» **Exercise brief**
Return the run of lines below that opens with the line containing "check and logout." and closes with the line containing "fn try_from(value: SignupRequest)", keeping each one exact.

» **Exercise materials**
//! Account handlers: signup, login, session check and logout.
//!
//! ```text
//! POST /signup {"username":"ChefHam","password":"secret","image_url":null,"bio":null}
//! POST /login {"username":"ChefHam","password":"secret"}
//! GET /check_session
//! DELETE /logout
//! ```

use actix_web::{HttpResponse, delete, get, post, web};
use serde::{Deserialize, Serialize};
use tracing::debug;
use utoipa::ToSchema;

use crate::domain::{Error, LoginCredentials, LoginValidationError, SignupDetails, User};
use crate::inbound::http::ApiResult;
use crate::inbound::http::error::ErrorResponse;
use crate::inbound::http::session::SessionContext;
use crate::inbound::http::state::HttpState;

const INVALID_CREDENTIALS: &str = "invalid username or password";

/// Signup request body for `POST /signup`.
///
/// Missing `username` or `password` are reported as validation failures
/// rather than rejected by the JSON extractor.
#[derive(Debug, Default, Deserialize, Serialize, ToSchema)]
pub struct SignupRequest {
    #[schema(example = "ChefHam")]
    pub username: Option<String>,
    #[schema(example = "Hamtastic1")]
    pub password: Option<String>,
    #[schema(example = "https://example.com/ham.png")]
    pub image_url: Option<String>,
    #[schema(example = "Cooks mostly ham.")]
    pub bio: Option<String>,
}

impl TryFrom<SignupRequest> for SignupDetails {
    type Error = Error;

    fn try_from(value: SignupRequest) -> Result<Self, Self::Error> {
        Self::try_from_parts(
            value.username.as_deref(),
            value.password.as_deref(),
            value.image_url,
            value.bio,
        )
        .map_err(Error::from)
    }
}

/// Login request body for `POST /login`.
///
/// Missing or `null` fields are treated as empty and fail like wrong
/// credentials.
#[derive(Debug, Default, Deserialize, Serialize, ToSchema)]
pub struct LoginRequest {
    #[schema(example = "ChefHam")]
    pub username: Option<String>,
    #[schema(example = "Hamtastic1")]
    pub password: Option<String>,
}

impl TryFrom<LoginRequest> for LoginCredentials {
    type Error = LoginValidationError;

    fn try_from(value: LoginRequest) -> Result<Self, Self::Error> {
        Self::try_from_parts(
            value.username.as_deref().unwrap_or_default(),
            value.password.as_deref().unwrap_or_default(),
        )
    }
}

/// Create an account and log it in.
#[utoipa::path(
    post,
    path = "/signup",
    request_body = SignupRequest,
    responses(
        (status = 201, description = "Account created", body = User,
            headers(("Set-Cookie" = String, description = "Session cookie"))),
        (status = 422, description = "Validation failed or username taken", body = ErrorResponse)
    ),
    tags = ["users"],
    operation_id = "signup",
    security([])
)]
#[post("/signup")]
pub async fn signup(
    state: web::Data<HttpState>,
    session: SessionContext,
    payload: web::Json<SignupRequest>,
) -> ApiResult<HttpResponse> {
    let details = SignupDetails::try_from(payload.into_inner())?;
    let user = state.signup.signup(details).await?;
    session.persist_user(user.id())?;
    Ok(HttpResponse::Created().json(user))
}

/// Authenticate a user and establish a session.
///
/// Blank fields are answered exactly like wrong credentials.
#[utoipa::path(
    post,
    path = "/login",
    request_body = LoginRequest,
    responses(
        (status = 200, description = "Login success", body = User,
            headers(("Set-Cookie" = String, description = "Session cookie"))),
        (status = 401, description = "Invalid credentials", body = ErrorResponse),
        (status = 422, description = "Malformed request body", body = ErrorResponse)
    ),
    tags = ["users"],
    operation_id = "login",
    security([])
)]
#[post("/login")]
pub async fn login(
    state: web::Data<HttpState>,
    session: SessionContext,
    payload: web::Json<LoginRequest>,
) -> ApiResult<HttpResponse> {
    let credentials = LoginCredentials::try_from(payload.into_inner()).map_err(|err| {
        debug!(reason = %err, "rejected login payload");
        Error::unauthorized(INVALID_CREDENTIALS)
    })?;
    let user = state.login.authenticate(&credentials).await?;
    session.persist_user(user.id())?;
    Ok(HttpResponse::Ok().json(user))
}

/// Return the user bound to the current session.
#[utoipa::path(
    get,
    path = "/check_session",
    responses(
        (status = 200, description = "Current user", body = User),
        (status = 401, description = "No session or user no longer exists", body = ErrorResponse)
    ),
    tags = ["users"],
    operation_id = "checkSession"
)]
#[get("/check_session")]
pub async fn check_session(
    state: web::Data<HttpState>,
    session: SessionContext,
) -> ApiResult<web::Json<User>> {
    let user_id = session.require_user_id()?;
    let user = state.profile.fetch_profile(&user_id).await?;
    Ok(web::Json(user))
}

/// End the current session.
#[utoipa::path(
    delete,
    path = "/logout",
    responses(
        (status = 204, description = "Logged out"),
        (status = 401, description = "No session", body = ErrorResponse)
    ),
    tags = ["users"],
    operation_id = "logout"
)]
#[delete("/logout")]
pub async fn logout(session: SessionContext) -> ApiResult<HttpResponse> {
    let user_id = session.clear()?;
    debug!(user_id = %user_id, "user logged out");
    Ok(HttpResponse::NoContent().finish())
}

* * *

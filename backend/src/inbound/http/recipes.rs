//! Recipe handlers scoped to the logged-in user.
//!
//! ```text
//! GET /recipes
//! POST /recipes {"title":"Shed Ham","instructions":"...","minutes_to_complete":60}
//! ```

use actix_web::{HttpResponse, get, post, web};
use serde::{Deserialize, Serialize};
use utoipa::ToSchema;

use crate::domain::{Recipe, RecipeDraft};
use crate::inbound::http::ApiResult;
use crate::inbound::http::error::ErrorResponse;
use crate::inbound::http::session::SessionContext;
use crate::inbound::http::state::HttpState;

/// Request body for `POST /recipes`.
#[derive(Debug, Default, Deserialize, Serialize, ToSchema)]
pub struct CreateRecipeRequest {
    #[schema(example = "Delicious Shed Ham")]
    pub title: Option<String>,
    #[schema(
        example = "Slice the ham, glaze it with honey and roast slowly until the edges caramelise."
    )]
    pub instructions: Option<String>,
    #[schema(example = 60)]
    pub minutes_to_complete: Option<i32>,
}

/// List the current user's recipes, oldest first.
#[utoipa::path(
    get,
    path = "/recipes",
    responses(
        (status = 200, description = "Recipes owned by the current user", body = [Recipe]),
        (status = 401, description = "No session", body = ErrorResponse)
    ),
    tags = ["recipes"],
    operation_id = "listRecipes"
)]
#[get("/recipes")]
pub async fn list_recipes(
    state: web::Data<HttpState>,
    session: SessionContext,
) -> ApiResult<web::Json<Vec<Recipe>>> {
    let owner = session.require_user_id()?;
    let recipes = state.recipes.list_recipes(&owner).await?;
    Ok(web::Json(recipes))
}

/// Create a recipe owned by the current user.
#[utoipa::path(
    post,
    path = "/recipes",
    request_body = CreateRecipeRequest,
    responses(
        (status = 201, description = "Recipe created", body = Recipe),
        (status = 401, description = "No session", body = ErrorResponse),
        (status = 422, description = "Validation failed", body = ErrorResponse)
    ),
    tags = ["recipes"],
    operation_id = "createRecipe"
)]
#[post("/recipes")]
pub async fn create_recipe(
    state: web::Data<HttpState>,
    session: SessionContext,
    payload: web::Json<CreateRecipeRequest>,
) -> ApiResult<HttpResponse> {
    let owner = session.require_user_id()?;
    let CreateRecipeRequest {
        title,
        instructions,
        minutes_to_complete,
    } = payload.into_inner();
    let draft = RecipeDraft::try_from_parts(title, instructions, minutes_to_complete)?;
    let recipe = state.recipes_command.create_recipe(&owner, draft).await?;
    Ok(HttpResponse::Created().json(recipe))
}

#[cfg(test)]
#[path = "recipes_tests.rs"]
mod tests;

» **Solution to this problem**
//! Account handlers: signup, login, session check and logout.
//!
//! ```text
//! POST /signup {"username":"ChefHam","password":"secret","image_url":null,"bio":null}
//! POST /login {"username":"ChefHam","password":"secret"}
//! GET /check_session
//! DELETE /logout
//! ```

use actix_web::{HttpResponse, delete, get, post, web};
use serde::{Deserialize, Serialize};
use tracing::debug;
use utoipa::ToSchema;

use crate::domain::{Error, LoginCredentials, LoginValidationError, SignupDetails, User};
use crate::inbound::http::ApiResult;
use crate::inbound::http::error::ErrorResponse;
use crate::inbound::http::session::SessionContext;
use crate::inbound::http::state::HttpState;

const INVALID_CREDENTIALS: &str = "invalid username or password";

/// Signup request body for `POST /signup`.
///
/// Missing `username` or `password` are reported as validation failures
/// rather than rejected by the JSON extractor.
#[derive(Debug, Default, Deserialize, Serialize, ToSchema)]
pub struct SignupRequest {
    #[schema(example = "ChefHam")]
    pub username: Option<String>,
    #[schema(example = "Hamtastic1")]
    pub password: Option<String>,
    #[schema(example = "https://example.com/ham.png")]
    pub image_url: Option<String>,
    #[schema(example = "Cooks mostly ham.")]
    pub bio: Option<String>,
}

impl TryFrom<SignupRequest> for SignupDetails {
    type Error = Error;

    fn try_from(value: SignupRequest) -> Result<Self, Self::Error> {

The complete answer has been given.